TOKYO (Reuters) - Johnny Kitagawa, one of the Japanese entertainment industry’s most powerful producers and the Guinness record-winning brain behind many of Japanese pop music’s most popular boy bands, such as SMAP, died on Tuesday at 87 after a stroke, his office said.
Born in the United States as Hiromu Kitagawa, he came to Japan after serving in the U.S. military in the Korean War and worked at the U.S. Embassy before starting a musical group called “Johnny’s” and setting up a talent agency called “Johnny & Associates” in 1962.
Over the years he honed a strategy of making sure the bands he created, after holding open casting calls to recruit and then train his musicians in singing and dancing, became cultural icons through a combination of appearances on television variety shows in addition to concerts and recording sales.

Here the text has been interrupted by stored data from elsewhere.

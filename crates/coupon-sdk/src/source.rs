use serde::{Deserialize, Serialize};
use std::future::Future;
use tracing::debug;

use crate::address::Address;
use crate::class::CouponClass;
use crate::error::{Result, SdkError};
use crate::http::HttpClient;
use crate::issuance::{CouponEntry, IssuanceSet};

/// Where the client finds an account's coupon
pub trait CouponSource: Send + Sync {
    fn coupon_for(
        &self,
        class: CouponClass,
        account: &Address,
    ) -> impl Future<Output = Result<Option<CouponEntry>>> + Send;
}

/// A static coupon file bundled with the client; it only covers the class it
/// was issued for
pub struct StaticCoupons {
    pub class: CouponClass,
    pub set: IssuanceSet,
}

impl StaticCoupons {
    pub fn new(class: CouponClass, set: IssuanceSet) -> Self {
        Self { class, set }
    }
}

impl CouponSource for StaticCoupons {
    async fn coupon_for(
        &self,
        class: CouponClass,
        account: &Address,
    ) -> Result<Option<CouponEntry>> {
        if class != self.class {
            return Ok(None);
        }
        Ok(self.set.lookup(account).copied())
    }
}

/// Body of `GET /coupons/:class/:address` on the issuer service
#[derive(Clone, Debug, Serialize, Deserialize)]
pub struct CouponResponse {
    pub address: Address,
    pub class: CouponClass,
    #[serde(flatten)]
    pub entry: CouponEntry,
}

impl CouponResponse {
    /// The entry, provided the service answered for the account and class asked about
    pub fn entry_for(self, class: CouponClass, account: &Address) -> Result<CouponEntry> {
        if self.address != *account || self.class != class {
            return Err(SdkError::CouponService(format!(
                "asked for {} {} coupon, got one for {} {}",
                account, class, self.address, self.class
            )));
        }
        Ok(self.entry)
    }
}

pub struct HttpCouponSource {
    http: HttpClient,
}

impl HttpCouponSource {
    pub fn new(base_url: &str) -> Result<Self> {
        Ok(Self {
            http: HttpClient::new(base_url)?,
        })
    }

    /// Fetch a whole issuance file and check it against a known pin
    pub async fn fetch_pinned_set(&self, class: CouponClass, pin: &str) -> Result<IssuanceSet> {
        let bytes = self.http.get_bytes(&format!("coupons/{}", class)).await?;
        IssuanceSet::from_pinned_json(&bytes, pin)
    }
}

impl CouponSource for HttpCouponSource {
    async fn coupon_for(
        &self,
        class: CouponClass,
        account: &Address,
    ) -> Result<Option<CouponEntry>> {
        let path = format!("coupons/{}/{}", class, account);
        debug!("Fetching coupon from {}", self.http.url(&path));
        let Some(response) = self.http.get_json_opt::<CouponResponse>(&path).await? else {
            return Ok(None);
        };
        response.entry_for(class, account).map(Some)
    }
}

This pattern, which gave birth to groups such as SMAP, Arashi and Kinki Kids, among many others, is also widely followed in Korea’s mammoth K-pop industry.
Kitagawa won three Guinness World Records for his phenomenal production experience, including the most #1 singles and most concerts produced by any one individual.
Even Japan’s staid political world paid heed to his death.
“He raised many entertainment idols through the years in a huge contribution to Japan’s entertainment industry,” Deputy Chief Cabinet Secretary Kotaro Nogami told a news conference on Wednesday.
In 2002, the Tokyo District Court found in favor of Kitagawa in a defamation suit against a weekly magazine that had alleged he sexually harassed some of the young entertainers he recruited, although the judgment was later partially overturned.